Financial decisions made with input from both men and women have better outcomes, so you can use your marriage to your advantage.

Last week Christine Lagarde announced a new policy for the International Monetary Fund going forward. She promised it would be more diversified than the one set forth by her predecessor, Dominique Strauss-Kahn. Her decision to do this is supported by scientific studies that suggest heterogeneous groups make better decisions than those with a uniform background, because they integrate new viewpoints. This leads to better information processing.

The concept, novel enough to hit the newspapers, is one that can apply to family finances as well. While women may under-invest and be more risk averse than men, at least one study revealed that the latter over-trade and thereby glean poorer results than their female counterparts.
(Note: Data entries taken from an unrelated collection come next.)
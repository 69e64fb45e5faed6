use crate::{
    AppState,
    auth::AuthUser,
    error::AppError,
    models::{Catalog, CatalogRecord, CatalogRecordRequest, UpdateCatalogRecordRequest},
};
use axum::{
    Json,
    extract::{Path, State},
    http::StatusCode,
};

// The four lookup tables (roles, estados, categorias, clasificaciones) share these handlers.
// The first path segment after /api selects the table; unknown segments are a 404.

fn parse_catalog(segment: &str) -> Result<Catalog, AppError> {
    segment
        .parse::<Catalog>()
        .map_err(|_| AppError::NotFound("resource"))
}

fn authorize_write(
    user: &AuthUser,
    state: &AppState,
    catalog: Catalog,
) -> Result<(), AppError> {
    if catalog.admin_writes() {
        user.require_admin(&state.config)?;
    }
    Ok(())
}

/// list_records
///
/// [Public Route] Lists every record of a catalog, ordered by id.
#[utoipa::path(
    get,
    path = "/api/{catalog}",
    params(("catalog" = String, Path, description = "roles | estados | categorias | clasificaciones")),
    responses(
        (status = 200, description = "Records", body = [CatalogRecord]),
        (status = 404, description = "Unknown catalog")
    )
)]
pub async fn list_records(
    State(state): State<AppState>,
    Path(catalog): Path<String>,
) -> Result<Json<Vec<CatalogRecord>>, AppError> {
    let catalog = parse_catalog(&catalog)?;
    Ok(Json(state.repo.list_records(catalog).await?))
}

/// get_record
///
/// [Public Route] Fetches one catalog record.
#[utoipa::path(
    get,
    path = "/api/{catalog}/{id}",
    params(
        ("catalog" = String, Path, description = "roles | estados | categorias | clasificaciones"),
        ("id" = i32, Path, description = "Record ID")
    ),
    responses(
        (status = 200, description = "Found", body = CatalogRecord),
        (status = 404, description = "Not Found")
    )
)]
pub async fn get_record(
    State(state): State<AppState>,
    Path((catalog, id)): Path<(String, i32)>,
) -> Result<Json<CatalogRecord>, AppError> {
    let catalog = parse_catalog(&catalog)?;
    state
        .repo
        .get_record(catalog, id)
        .await?
        .map(Json)
        .ok_or(AppError::NotFound(catalog.label()))
}

/// create_record
///
/// [Authenticated Route] Adds a record. Roles and estados additionally require the admin role.
/// Duplicate names are rejected with 409.
#[utoipa::path(
    post,
    path = "/api/{catalog}",
    params(("catalog" = String, Path, description = "roles | estados | categorias | clasificaciones")),
    request_body = CatalogRecordRequest,
    responses(
        (status = 201, description = "Created", body = CatalogRecord),
        (status = 400, description = "Blank name"),
        (status = 403, description = "Admin role required"),
        (status = 409, description = "Duplicate name")
    )
)]
pub async fn create_record(
    user: AuthUser,
    State(state): State<AppState>,
    Path(catalog): Path<String>,
    Json(payload): Json<CatalogRecordRequest>,
) -> Result<(StatusCode, Json<CatalogRecord>), AppError> {
    let catalog = parse_catalog(&catalog)?;
    authorize_write(&user, &state, catalog)?;
    payload.validate().map_err(AppError::BadRequest)?;

    let record = state.repo.create_record(catalog, payload).await?;
    tracing::info!(catalog = catalog.table(), id = record.id, "catalog record created");
    Ok((StatusCode::CREATED, Json(record)))
}

/// update_record
///
/// [Authenticated Route] Partial update; omitted fields keep their value.
#[utoipa::path(
    put,
    path = "/api/{catalog}/{id}",
    params(
        ("catalog" = String, Path, description = "roles | estados | categorias | clasificaciones"),
        ("id" = i32, Path, description = "Record ID")
    ),
    request_body = UpdateCatalogRecordRequest,
    responses(
        (status = 200, description = "Updated", body = CatalogRecord),
        (status = 404, description = "Not Found")
    )
)]
pub async fn update_record(
    user: AuthUser,
    State(state): State<AppState>,
    Path((catalog, id)): Path<(String, i32)>,
    Json(payload): Json<UpdateCatalogRecordRequest>,
) -> Result<Json<CatalogRecord>, AppError> {
    let catalog = parse_catalog(&catalog)?;
    authorize_write(&user, &state, catalog)?;
    payload.validate().map_err(AppError::BadRequest)?;

    state
        .repo
        .update_record(catalog, id, payload)
        .await?
        .map(Json)
        .ok_or(AppError::NotFound(catalog.label()))
}

/// delete_record
///
/// [Authenticated Route] Removes a record. Records still referenced elsewhere
/// (e.g. a category with movies) are refused with 409.
#[utoipa::path(
    delete,
    path = "/api/{catalog}/{id}",
    params(
        ("catalog" = String, Path, description = "roles | estados | categorias | clasificaciones"),
        ("id" = i32, Path, description = "Record ID")
    ),
    responses(
        (status = 204, description = "Deleted"),
        (status = 404, description = "Not Found"),
        (status = 409, description = "Still referenced")
    )
)]
pub async fn delete_record(
    user: AuthUser,
    State(state): State<AppState>,
    Path((catalog, id)): Path<(String, i32)>,
) -> Result<StatusCode, AppError> {
    let catalog = parse_catalog(&catalog)?;
    authorize_write(&user, &state, catalog)?;

    if state.repo.delete_record(catalog, id).await? {
        Ok(StatusCode::NO_CONTENT)
    } else {
        Err(AppError::NotFound(catalog.label()))
    }
}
The study attributed the results to male overconfidence.

Since investment club studies suggest that mixed clubs outperform single sex, it is reasonable to assume that family finances could be strengthened in the same way. A better outcome could be achieved with partners working together to mange investments. They could introduce perspectives that one working along might not have thought of.

The logic behind this concept may, in part, be due to different minor inherent neurobiological traits of the sexes. They can complement each other. Decision outcomes are stronger when different points of view are cooperatively used together. Weaknesses are cancelled out and strong points can be are accentuated.

In a previous article on Health Care Professionals Live, I noted “By working alone, men and women are not able to exhibit their full strengths because they don’t have balance from the opposite sex. But, by working together, they do. The interplay of gender traits improves decision making ability, which leads to more solid investment decisions.”

Like Legarde’s reorganization of the IMF, a re-structuring of marital investment decisions is forward looking and may be just the trick to future proof a portfolio. An extra added advantage is that the partner who is involved little or not at all will become more familiar with family assets and investment decision-making should he or she have to do it alone one day.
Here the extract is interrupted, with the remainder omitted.